Erich Wolfgang Korngold: Much Ado About Nothing, suite
Sergei Prokofiev: Sinfonia Concertante
Christian Kluxen conductor
Andreas Brantelid violoncello
The Brno native Erich Wolfgang Korngold was a child prodigy. He grew up in Vienna, where, as a thirteen-year-old author, he already made his way to the Court Opera. A decade later he composed The Dead City, an opera with dramatically stimulating, provocatively inventive and brilliantly instrumented music that provides an interesting context for Puccini, Strauss, Wagner and Janáček and is his best-known work. Not long before Hitler annexed Austria, he and his family travelled to America, where he became a pioneer and later a classic of film music. He was commissioned to write music for Shakespeare’s comedy Much Ado About Nothing in 1918. He managed to compose a sparklingly colourful neoclassical score, which contains something of Mozart and Richard Strauss. Sergei Prokofiev, an original composer and great pianist, lived in the West after the Bolshevik Revolution, but eventually returned to the Soviet Union in the 1930s.

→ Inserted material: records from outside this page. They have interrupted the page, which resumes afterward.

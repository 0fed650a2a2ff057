//! Attendance Timeline Engine
//!
//! This crate builds day-by-day attendance timelines from a date range, user
//! leave records, and a holiday calendar, applies the sandwich-leave rule to
//! off days bracketed by leave, and aggregates attendance statistics against
//! an 80% threshold.

#![warn(missing_docs)]

pub mod api;
pub mod calculation;
pub mod config;
pub mod error;
pub mod models;
pub mod storage;
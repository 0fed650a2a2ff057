//! Sandwich leave inference.
//!
//! An off day (holiday/weekend) that falls between two leave days is
//! charged as a full leave, to discourage leave-bracketing abuse. This
//! module implements that rule as a single in-place pass over an
//! already-built timeline.

use rust_decimal::Decimal;

use crate::models::{DayInfo, DayStatus};

/// Promotes sandwiched `OFF` runs to `SANDWICH_LEAVE`, in place.
///
/// A maximal contiguous run of `OFF`-status days triggers iff a day exists
/// immediately before the run AND immediately after it, and both boundary
/// days have `leave_amount > 0`. Half-leave boundaries (amount 0.5) qualify;
/// the rule is literal, any nonzero amount on both sides is sufficient.
///
/// When triggered, every day of the run becomes `SANDWICH_LEAVE` with
/// `is_sandwich = true` and a full leave unit charged, regardless of run
/// length. Runs touching either end of the timeline never trigger. The pass
/// is idempotent: promoted runs no longer exist as `OFF`, so a second pass
/// finds nothing to change.
///
/// # Example
///
/// ```
/// use attendance_engine::calculation::{apply_sandwich_rule, calculate_attendance};
/// use attendance_engine::config::{CalendarMetadata, HolidayCalendar};
/// use attendance_engine::models::{DayStatus, RecordStatus, UserRecord};
/// use chrono::NaiveDate;
///
/// let calendar = HolidayCalendar::new(
///     CalendarMetadata {
///         name: "Empty".to_string(),
///         year: 2026,
///         region: "national".to_string(),
///     },
///     vec![],
/// );
/// let records = vec![
///     // Friday before the 2nd Saturday of January 2026
///     UserRecord {
///         date: NaiveDate::from_ymd_opt(2026, 1, 9).unwrap(),
///         status: RecordStatus::LeaveFull,
///     },
///     UserRecord {
///         date: NaiveDate::from_ymd_opt(2026, 1, 12).unwrap(),
///         status: RecordStatus::LeaveFull,
///     },
/// ];
///
/// let timeline = calculate_attendance(
///     NaiveDate::from_ymd_opt(2026, 1, 5).unwrap(),
///     NaiveDate::from_ymd_opt(2026, 1, 16).unwrap(),
///     &records,
///     &calendar,
/// );
/// // Sat 10th and Sun 11th are bracketed by leave on both sides
/// assert_eq!(timeline[5].status, DayStatus::SandwichLeave);
/// assert_eq!(timeline[6].status, DayStatus::SandwichLeave);
/// ```
pub fn apply_sandwich_rule(timeline: &mut [DayInfo]) {
    let mut i = 0;
    while i < timeline.len() {
        if timeline[i].status != DayStatus::Off {
            i += 1;
            continue;
        }

        // Maximal OFF run is [i, j)
        let mut j = i;
        while j < timeline.len() && timeline[j].status == DayStatus::Off {
            j += 1;
        }

        let bounded_before = i > 0 && timeline[i - 1].leave_amount > Decimal::ZERO;
        let bounded_after = j < timeline.len() && timeline[j].leave_amount > Decimal::ZERO;

        if bounded_before && bounded_after {
            for day in &mut timeline[i..j] {
                day.status = DayStatus::SandwichLeave;
                day.is_sandwich = true;
                day.leave_amount = Decimal::ONE;
            }
        }

        // Resume past the run; runs never overlap or re-trigger
        i = j;
    }
}
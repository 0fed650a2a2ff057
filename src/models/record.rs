//! User record model and related types.
//!
//! This module defines the [`UserRecord`] struct and [`RecordStatus`] enum
//! representing user-entered per-day attendance overrides.

use chrono::NaiveDate;
use rust_decimal::Decimal;
use serde::{Deserialize, Serialize};

/// The status a user can assign to a single day.
///
/// These are the raw, user-entered statuses as persisted by the record
/// store. The timeline builder maps them onto computed [`DayStatus`]
/// values (both half-leave variants collapse to `LEAVE_HALF`).
///
/// [`DayStatus`]: crate::models::DayStatus
///
/// # Example
///
/// ```
/// use attendance_engine::models::RecordStatus;
///
/// let json = serde_json::to_string(&RecordStatus::LeaveHalfMorning).unwrap();
/// assert_eq!(json, "\"LEAVE_HALF_MORNING\"");
/// ```
#[derive(Debug, Clone, Copy, PartialEq, Eq, Hash, Serialize, Deserialize)]
#[serde(rename_all = "SCREAMING_SNAKE_CASE")]
pub enum RecordStatus {
    /// Explicitly present, clearing an OFF default on a holiday or weekend.
    Present,
    /// A full day of leave (1 leave unit).
    LeaveFull,
    /// Morning half-day leave (0.5 leave units).
    LeaveHalfMorning,
    /// Afternoon half-day leave (0.5 leave units).
    LeaveHalfAfternoon,
}

impl RecordStatus {
    /// Returns the leave units charged for this status.
    ///
    /// # Example
    ///
    /// ```
    /// use attendance_engine::models::RecordStatus;
    /// use rust_decimal::Decimal;
    ///
    /// assert_eq!(RecordStatus::LeaveFull.leave_amount(), Decimal::ONE);
    /// assert_eq!(RecordStatus::LeaveHalfMorning.leave_amount(), Decimal::new(5, 1));
    /// assert_eq!(RecordStatus::Present.leave_amount(), Decimal::ZERO);
    /// ```
    pub fn leave_amount(&self) -> Decimal {
        match self {
            RecordStatus::Present => Decimal::ZERO,
            RecordStatus::LeaveFull => Decimal::ONE,
            RecordStatus::LeaveHalfMorning | RecordStatus::LeaveHalfAfternoon => Decimal::new(5, 1),
        }
    }

    /// Returns true for either half-leave variant.
    pub fn is_half_leave(&self) -> bool {
        matches!(
            self,
            RecordStatus::LeaveHalfMorning | RecordStatus::LeaveHalfAfternoon
        )
    }
}

/// A user-entered attendance override for one calendar day.
///
/// The record store enforces at most one record per date (last write wins);
/// the timeline builder takes the first match when handed duplicates.
///
/// # Example
///
/// ```
/// use attendance_engine::models::{RecordStatus, UserRecord};
/// use chrono::NaiveDate;
///
/// let record = UserRecord {
///     date: NaiveDate::from_ymd_opt(2026, 1, 9).unwrap(),
///     status: RecordStatus::LeaveFull,
/// };
/// assert_eq!(record.status, RecordStatus::LeaveFull);
/// ```
#[derive(Debug, Clone, PartialEq, Eq, Serialize, Deserialize)]
pub struct UserRecord {
    /// The calendar day the override applies to (date-only semantics).
    pub date: NaiveDate,
    /// The user-entered status for the day.
    pub status: RecordStatus,
}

He was willing to make major concessions, but in 1948 he still became the target of an ideological attack that condemned him to a life of seclusion for the rest of his years. He died in 1953 on the same day as Stalin, under whose regime he, like Shostakovich and many other artists, suffered greatly. The Sinfonia Concertante, reworked from the original version of the not very well received Cello Concerto No. 2, is his last great work. In terms of the scope and gravity of the solo part, it is one of the most demanding works in the cello repertoire.
Ticket prices: CZK 590 | CZK 490 | CZK 390
The organiser reserves the right to changes in the list of scheduled performers.